したがって、安全弁32がケース14の端面部28のうち端面部28と一方の側面部24との境目に接して配置されている。
また、また、第1の実施の形態と同様に、巻回体12Aは、その軸方向を端面部28に直交させて収容空間Sに収容されている。
第2の実施の形態では、図9(B)に示すように、第1の実施の形態と同様に、薄肉部30が巻回体12Aの端面1202に対向して設けられる場合と、図9(C)に示すように、薄肉部30が巻回体12Aの端面1202の近傍に設けられているが、薄肉部30が端面1202に対向していない場合との2つの構成が可能である。
また、図9(C)に示すように、薄肉部30が巻回体12Aの端面1202に対向していないが端面1202の近傍に設けられている場合には、巻回体12Aから発生するガスは巻回体12Aの軸方向に流れることから、薄肉部30が破断したときにガスは円滑に薄肉部30の破断部分から外方に流出でき、安全弁32としての機能を十分に発揮させる上で有利となる。

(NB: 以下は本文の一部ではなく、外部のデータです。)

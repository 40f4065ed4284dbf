//! Chain registry and stock market: chain names and tiers, per-chain state,
//! share pricing, and the bank's share pool.

pub mod chain;
pub mod pricing;
pub mod stock;

pub use chain::{Chain, ChainMap, ChainName, ChainParseError, Tier, CHAIN_COUNT};
pub use pricing::{majority_bonus, minority_bonus, stock_price};
pub use stock::StockMarket;
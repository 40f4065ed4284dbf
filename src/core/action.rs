//! Actions a player can submit, and the record of accepted ones.
//!
//! Every state change goes through one `Action`. Actions are plain data and
//! compare by value, so the output of `valid_actions` can be matched against
//! what a client submits.

use serde::{Deserialize, Serialize};
use smallvec::SmallVec;

use super::player::PlayerId;
use crate::board::Tile;
use crate::market::ChainName;

/// Buy `count` shares of `chain`.
#[derive(Clone, Copy, Debug, PartialEq, Eq, Hash, Serialize, Deserialize)]
pub struct StockPurchase {
    pub chain: ChainName,
    pub count: u8,
}

impl StockPurchase {
    #[must_use]
    pub const fn new(chain: ChainName, count: u8) -> Self {
        Self { chain, count }
    }
}

/// A player action.
///
/// ```
/// use acquire_engine::core::Action;
/// use acquire_engine::market::ChainName;
///
/// let place = Action::PlaceTile("5E".parse().unwrap());
/// let buy = Action::buy(&[(ChainName::Tower, 2), (ChainName::Luxor, 1)]);
///
/// assert_eq!(place.kind(), "place-tile");
/// assert_eq!(buy.kind(), "buy-stocks");
/// ```
#[derive(Clone, Debug, PartialEq, Eq, Hash, Serialize, Deserialize)]
pub enum Action {
    /// Play a tile from hand onto the board.
    PlaceTile(Tile),

    /// Name the chain to found on the pending tile group.
    SelectChainToFound(ChainName),

    /// Buy up to three shares of active chains, then end the turn.
    BuyStocks(SmallVec<[StockPurchase; 3]>),

    /// Buy nothing and end the turn.
    SkipBuyStocks,

    /// Break a size tie between the largest merging chains.
    ChooseMergerSurvivor(ChainName),

    /// Dispose of shares in the defunct chain currently being resolved.
    /// `trade` counts survivor shares received; each costs two defunct shares.
    HandleDefunctStock { hold: u8, sell: u8, trade: u8 },

    /// End the game and go to final scoring.
    DeclareGameEnd,

    /// Swap a dead tile in hand for a fresh one from the pool.
    ExchangeDeadTile(Tile),

    /// Skip tile placement when no tile in hand can be played.
    PassTurn,
}

impl Action {
    /// Build a `BuyStocks` action from (chain, count) pairs.
    #[must_use]
    pub fn buy(purchases: &[(ChainName, u8)]) -> Self {
        Action::BuyStocks(
            purchases
                .iter()
                .map(|&(chain, count)| StockPurchase::new(chain, count))
                .collect(),
        )
    }

    /// Stable kebab-case label, used in logs.
    #[must_use]
    pub const fn kind(&self) -> &'static str {
        match self {
            Action::PlaceTile(_) => "place-tile",
            Action::SelectChainToFound(_) => "select-chain-to-found",
            Action::BuyStocks(_) => "buy-stocks",
            Action::SkipBuyStocks => "skip-buy-stocks",
            Action::ChooseMergerSurvivor(_) => "choose-merger-survivor",
            Action::HandleDefunctStock { .. } => "handle-defunct-stock",
            Action::DeclareGameEnd => "declare-game-end",
            Action::ExchangeDeadTile(_) => "exchange-dead-tile",
            Action::PassTurn => "pass-turn",
        }
    }
}

/// An accepted action with the context it was taken in.
///
/// Kept in `GameState::history` for replay and debugging.
#[derive(Clone, Debug, PartialEq, Eq, Serialize, Deserialize)]
pub struct ActionRecord {
    /// The player who took this action.
    pub player: PlayerId,

    /// The action taken.
    pub action: Action,

    /// Turn number when action was taken.
    pub turn: u32,

    /// Position in the whole game's action sequence.
    pub sequence: u32,
}

impl ActionRecord {
    /// Create a new action record.
    #[must_use]
    pub fn new(player: PlayerId, action: Action, turn: u32, sequence: u32) -> Self {
        Self {
            player,
            action,
            turn,
            sequence,
        }
    }
}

また、第1の実施の形態と同様に、端子34、36が設けられた蓋部18ではなく、本体部16に薄肉部30が設けられているので、破断した薄肉部30から漏れた電解液に起因する端子34、36のショートなどの可能性を低減する上で有利となる。
次に第3の実施の形態について説明する。
第3の実施の形態では、安全弁32がケース14の2つの側面部24のうちの一方の側面部24の縁部を含む箇所に設けられている点が第1、第2の実施の形態と異なっている。
金属板20は、第2の実施の形態と同様に、底面部22と、一対の側面部24と、一対の端面部28とを備え、図6(B)に示すように、本体部16の組み立ても第2の実施の形態と同様になされるため説明を省略する。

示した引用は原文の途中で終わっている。